Why you can trust us

Engadget has been testing and reviewing consumer tech since 2004. Our stories may include affiliate links; if you buy something through a link, we may earn a commission. Read more about how we evaluate products.

Android security report shows why you should stick to Google Play

Malware attacks from outside Google's app store soared in 2015.

Many security-conscious types will tell you to only grab apps from Google Play if you want to avoid malware, and Google just provided a good reason why. The internet giant has released its second-ever annual Android security report, and it's clear that how secure you are depends heavily on where you go for software. Attempts to install malware within Google Play dropped significantly between 2014 and 2015, with no more than 0.15 percent of users grabbing some kind of rogue code. However, that figure shoots up to 0.5 percent when you consider all Android users -- Google says it saw an uptick in attempts to compromise devices beyond its app store.

A lot of that discrepancy stems from what Google can do to clamp down on malware outside its own walls. Google Play already had screening to prevent hostile apps from getting through, and Google says that it reduced the chances of installing those apps by 40 percent last year alone. There are security measures beyond the store (such as post-install app verification), but they're limited -- the same freedom that lets you use non-Google Play apps also lets people write malicious apps that Google can't always catch. Many third-party app stores can't or won't screen as thoroughly.

Things should get better this year.
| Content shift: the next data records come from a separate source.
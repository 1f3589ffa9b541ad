use crate::bbb::BbbError;
use crate::xml::{self, XmlValue};
use indexmap::IndexMap;
use rocket::http::{ContentType, Status};
use rocket::request::Request;
use rocket::response::{self, Redirect, Responder, Response};
use std::io::Cursor;

/// What every gateway handler produces: an XML envelope (always HTTP 200,
/// `text/xml`, success or failure signalled in-band) or a 302 redirect.
pub enum ApiResponse {
    Xml(XmlValue),
    Redirect(Redirect),
}

impl<'r> Responder<'r, 'static> for ApiResponse {
    fn respond_to(self, req: &'r Request<'_>) -> response::Result<'static> {
        match self {
            ApiResponse::Xml(value) => {
                let body = xml::emit(&value);
                Response::build()
                    .status(Status::Ok)
                    .header(ContentType::XML)
                    .sized_body(body.len(), Cursor::new(body))
                    .ok()
            }
            ApiResponse::Redirect(redirect) => redirect.respond_to(req),
        }
    }
}

/// Build a `{response: {returncode, message?, messageKey?, ...data}}` tree.
/// Failure envelopes always carry a key and a message.
pub fn respond(
    success: bool,
    message_key: &str,
    message: &str,
    data: Option<IndexMap<String, XmlValue>>,
) -> XmlValue {
    let mut response = IndexMap::new();
    response.insert(
        "returncode".to_string(),
        XmlValue::text(if success { "SUCCESS" } else { "FAILED" }),
    );
    if !success {
        eprintln!("FAILED: {message_key} | {message}");
    }
    if !message.is_empty() {
        response.insert("message".to_string(), XmlValue::text(message));
    }
    if !message_key.is_empty() {
        response.insert("messageKey".to_string(), XmlValue::text(message_key));
    }
    if let Some(data) = data {
        response.extend(data);
    }
    XmlValue::node([("response", XmlValue::Node(response))])
}

pub fn success<I>(entries: I) -> ApiResponse
where
    I: IntoIterator<Item = (&'static str, XmlValue)>,
{
    ApiResponse::Xml(respond(true, "", "", Some(collect_data(entries))))
}

/// A SUCCESS envelope that still carries an informational message key
/// (`noMeetings`, `noRecordings`).
pub fn success_with_key<I>(message_key: &str, message: &str, entries: I) -> ApiResponse
where
    I: IntoIterator<Item = (&'static str, XmlValue)>,
{
    ApiResponse::Xml(respond(true, message_key, message, Some(collect_data(entries))))
}

fn collect_data<I>(entries: I) -> IndexMap<String, XmlValue>
where
    I: IntoIterator<Item = (&'static str, XmlValue)>,
{
    entries
        .into_iter()
        .map(|(k, v)| (k.to_string(), v))
        .collect()
}

pub fn failed(message_key: &str, message: &str) -> ApiResponse {
    ApiResponse::Xml(respond(false, message_key, message, None))
}

/// Pass an upstream `<response>` through unchanged.
pub fn wrap_upstream(upstream: XmlValue) -> ApiResponse {
    ApiResponse::Xml(XmlValue::node([("response", upstream)]))
}

pub fn checksum_error() -> ApiResponse {
    failed("checksumError", "You did not pass the checksum security check")
}

pub fn missing_meeting_id() -> ApiResponse {
    failed(
        "missingParamMeetingID",
        "You must specify a meeting ID for the meeting.",
    )
}

pub fn meeting_not_found() -> ApiResponse {
    failed(
        "notFound",
        "We could not find a meeting with that meeting ID - perhaps the meeting is not yet running?",
    )
}

pub fn internal_error(message: &str) -> ApiResponse {
    failed("internalError", message)
}

pub fn no_response() -> ApiResponse {
    failed(
        "noResponse",
        "An internal server didn't respond. Try again in some seconds or contact your admin.",
    )
}

/// Translate a client error into the envelope clients see.
pub fn from_bbb_error(error: BbbError) -> ApiResponse {
    match error {
        BbbError::NoResponse(_) => no_response(),
        BbbError::XmlSyntax(e) => internal_error(&format!("An internal server sent a broken response: {e}")),
    }
}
Google's monthly security updates are increasing the likelihood that you'll be safe against attacks, even if the patches don't always arrive on time or on every device. Also, the rising adoption of newer Android flavors (namely Lollipop and Marshmallow) both gives Google more control over web code and increases the odds of spotting suspicious behavior before it's too late. You'll know that these were effective if next year's security report is all sunshine and roses.